** Opening RECORDS FOR THIS EXERCISE block **
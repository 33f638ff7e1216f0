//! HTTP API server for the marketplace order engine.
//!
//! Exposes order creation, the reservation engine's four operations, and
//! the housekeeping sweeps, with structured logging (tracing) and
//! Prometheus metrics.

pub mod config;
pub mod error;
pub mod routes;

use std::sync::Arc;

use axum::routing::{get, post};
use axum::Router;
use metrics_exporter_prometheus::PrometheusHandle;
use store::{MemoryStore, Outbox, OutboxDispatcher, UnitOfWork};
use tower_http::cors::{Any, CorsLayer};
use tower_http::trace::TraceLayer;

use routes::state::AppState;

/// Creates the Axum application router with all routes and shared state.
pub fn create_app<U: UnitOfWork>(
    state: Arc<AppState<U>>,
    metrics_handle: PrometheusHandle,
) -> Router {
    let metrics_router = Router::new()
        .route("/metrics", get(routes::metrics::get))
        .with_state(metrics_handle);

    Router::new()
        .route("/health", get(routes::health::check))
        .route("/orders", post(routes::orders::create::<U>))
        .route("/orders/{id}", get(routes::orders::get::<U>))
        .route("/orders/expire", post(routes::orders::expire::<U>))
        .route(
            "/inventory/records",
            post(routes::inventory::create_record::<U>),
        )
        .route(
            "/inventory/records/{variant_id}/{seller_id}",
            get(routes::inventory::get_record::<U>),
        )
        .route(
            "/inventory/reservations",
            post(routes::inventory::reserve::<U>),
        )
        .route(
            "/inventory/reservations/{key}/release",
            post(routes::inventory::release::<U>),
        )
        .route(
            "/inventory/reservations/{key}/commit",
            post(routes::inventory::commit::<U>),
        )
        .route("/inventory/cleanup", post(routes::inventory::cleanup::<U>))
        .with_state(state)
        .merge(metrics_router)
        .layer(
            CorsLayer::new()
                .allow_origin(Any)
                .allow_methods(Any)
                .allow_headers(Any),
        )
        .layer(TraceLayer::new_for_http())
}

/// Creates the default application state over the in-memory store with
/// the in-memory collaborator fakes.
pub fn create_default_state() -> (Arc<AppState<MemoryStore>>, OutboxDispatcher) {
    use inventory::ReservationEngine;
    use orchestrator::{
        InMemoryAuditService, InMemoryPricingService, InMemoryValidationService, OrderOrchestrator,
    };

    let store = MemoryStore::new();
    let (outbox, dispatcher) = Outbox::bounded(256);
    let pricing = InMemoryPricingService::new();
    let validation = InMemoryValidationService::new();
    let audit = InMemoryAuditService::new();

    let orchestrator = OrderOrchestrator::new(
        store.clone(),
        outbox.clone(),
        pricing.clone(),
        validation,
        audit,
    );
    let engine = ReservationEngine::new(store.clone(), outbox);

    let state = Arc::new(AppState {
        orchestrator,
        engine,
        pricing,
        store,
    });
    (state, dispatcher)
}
** Closing RECORDS FOR THIS EXERCISE block **
** Opening RECORDS FOR THIS EXERCISE block **
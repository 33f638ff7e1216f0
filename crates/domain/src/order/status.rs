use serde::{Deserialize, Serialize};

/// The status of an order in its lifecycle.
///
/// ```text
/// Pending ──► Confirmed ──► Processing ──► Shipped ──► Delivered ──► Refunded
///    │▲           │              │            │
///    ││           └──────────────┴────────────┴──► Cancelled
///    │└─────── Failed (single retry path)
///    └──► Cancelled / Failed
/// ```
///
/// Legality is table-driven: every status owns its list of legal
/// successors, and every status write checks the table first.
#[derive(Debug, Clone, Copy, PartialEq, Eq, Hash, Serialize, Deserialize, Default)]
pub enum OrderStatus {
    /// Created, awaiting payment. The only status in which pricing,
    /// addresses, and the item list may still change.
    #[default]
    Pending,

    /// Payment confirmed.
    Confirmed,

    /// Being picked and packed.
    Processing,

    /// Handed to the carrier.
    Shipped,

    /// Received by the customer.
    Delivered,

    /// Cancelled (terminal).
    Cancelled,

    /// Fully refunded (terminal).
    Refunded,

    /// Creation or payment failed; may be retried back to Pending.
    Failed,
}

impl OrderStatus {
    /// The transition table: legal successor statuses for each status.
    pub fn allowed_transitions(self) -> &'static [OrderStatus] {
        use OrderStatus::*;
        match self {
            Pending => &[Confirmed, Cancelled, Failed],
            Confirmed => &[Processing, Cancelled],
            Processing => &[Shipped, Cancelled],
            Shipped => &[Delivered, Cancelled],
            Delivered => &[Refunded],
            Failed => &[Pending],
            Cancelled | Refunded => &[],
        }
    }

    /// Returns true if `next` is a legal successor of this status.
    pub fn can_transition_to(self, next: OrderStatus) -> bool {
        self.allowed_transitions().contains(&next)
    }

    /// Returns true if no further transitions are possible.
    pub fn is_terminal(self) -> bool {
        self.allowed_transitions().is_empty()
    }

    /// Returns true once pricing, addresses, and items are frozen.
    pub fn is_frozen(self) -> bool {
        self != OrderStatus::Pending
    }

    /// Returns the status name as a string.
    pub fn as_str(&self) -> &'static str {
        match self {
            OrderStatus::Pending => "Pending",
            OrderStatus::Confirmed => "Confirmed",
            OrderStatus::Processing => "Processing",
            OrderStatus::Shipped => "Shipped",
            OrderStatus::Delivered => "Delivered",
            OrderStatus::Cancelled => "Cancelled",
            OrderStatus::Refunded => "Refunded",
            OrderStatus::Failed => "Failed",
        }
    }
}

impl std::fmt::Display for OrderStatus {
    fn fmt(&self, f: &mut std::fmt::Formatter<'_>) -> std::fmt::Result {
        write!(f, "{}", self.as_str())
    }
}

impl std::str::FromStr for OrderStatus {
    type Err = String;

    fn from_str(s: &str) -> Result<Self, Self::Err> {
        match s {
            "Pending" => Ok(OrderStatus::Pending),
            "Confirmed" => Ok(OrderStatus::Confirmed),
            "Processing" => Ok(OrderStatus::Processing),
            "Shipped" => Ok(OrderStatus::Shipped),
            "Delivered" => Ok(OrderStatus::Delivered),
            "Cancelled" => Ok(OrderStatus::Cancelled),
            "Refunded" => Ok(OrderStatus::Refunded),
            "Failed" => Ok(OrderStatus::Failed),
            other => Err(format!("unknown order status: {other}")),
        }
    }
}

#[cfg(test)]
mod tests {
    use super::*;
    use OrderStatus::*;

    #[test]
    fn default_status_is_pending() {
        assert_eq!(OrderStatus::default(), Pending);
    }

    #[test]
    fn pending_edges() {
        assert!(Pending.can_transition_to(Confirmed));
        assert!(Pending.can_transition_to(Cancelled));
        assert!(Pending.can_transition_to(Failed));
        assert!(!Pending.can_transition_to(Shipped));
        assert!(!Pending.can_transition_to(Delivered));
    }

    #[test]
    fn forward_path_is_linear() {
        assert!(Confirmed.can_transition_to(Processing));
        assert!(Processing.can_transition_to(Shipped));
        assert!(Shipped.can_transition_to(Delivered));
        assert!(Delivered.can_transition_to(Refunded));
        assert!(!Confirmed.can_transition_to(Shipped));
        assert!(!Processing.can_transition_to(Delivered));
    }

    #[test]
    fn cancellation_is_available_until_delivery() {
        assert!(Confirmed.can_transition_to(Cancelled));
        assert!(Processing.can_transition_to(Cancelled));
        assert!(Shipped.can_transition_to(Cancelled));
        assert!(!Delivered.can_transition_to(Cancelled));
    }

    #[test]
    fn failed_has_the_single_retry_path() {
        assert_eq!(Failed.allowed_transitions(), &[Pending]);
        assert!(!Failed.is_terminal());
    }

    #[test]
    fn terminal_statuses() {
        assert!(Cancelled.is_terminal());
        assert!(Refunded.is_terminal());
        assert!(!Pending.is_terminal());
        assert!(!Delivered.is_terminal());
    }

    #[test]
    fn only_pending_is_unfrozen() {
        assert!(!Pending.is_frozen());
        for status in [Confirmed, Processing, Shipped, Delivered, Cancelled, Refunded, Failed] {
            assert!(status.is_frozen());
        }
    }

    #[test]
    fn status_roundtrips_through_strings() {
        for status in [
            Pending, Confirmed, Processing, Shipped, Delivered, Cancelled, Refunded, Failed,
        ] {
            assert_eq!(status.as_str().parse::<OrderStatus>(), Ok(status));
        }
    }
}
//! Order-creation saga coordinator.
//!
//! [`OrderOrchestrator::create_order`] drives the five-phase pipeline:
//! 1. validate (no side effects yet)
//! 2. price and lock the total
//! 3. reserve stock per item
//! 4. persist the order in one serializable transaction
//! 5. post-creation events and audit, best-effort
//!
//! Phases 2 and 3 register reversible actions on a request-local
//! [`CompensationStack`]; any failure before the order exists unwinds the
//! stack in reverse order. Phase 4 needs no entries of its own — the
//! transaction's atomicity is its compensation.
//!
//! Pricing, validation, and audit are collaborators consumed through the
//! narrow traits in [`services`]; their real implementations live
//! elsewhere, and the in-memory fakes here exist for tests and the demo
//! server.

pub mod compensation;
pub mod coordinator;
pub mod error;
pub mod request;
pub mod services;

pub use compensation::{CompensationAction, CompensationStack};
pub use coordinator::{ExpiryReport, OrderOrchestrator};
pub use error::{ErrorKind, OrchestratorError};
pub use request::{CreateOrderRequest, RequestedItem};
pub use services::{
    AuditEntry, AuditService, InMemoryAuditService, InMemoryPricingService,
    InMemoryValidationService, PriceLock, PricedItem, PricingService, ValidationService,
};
** Closing RECORDS FOR THIS EXERCISE block **
→ **REQUIREMENT**: In the listing above, start at the line with "assert_eq!(Failed.allowed_transitions(), &[Pending]);", go on through the line with "drives the five-phase", and copy each of those lines exactly; leave out all the rest.

→ **ANSWER TO THIS TASK**:
        assert_eq!(Failed.allowed_transitions(), &[Pending]);
        assert!(!Failed.is_terminal());
    }

    #[test]
    fn terminal_statuses() {
        assert!(Cancelled.is_terminal());
        assert!(Refunded.is_terminal());
        assert!(!Pending.is_terminal());
        assert!(!Delivered.is_terminal());
    }

    #[test]
    fn only_pending_is_unfrozen() {
        assert!(!Pending.is_frozen());
        for status in [Confirmed, Processing, Shipped, Delivered, Cancelled, Refunded, Failed] {
            assert!(status.is_frozen());
        }
    }

    #[test]
    fn status_roundtrips_through_strings() {
        for status in [
            Pending, Confirmed, Processing, Shipped, Delivered, Cancelled, Refunded, Failed,
        ] {
            assert_eq!(status.as_str().parse::<OrderStatus>(), Ok(status));
        }
    }
}
//! Order-creation saga coordinator.
//!
//! [`OrderOrchestrator::create_order`] drives the five-phase pipeline:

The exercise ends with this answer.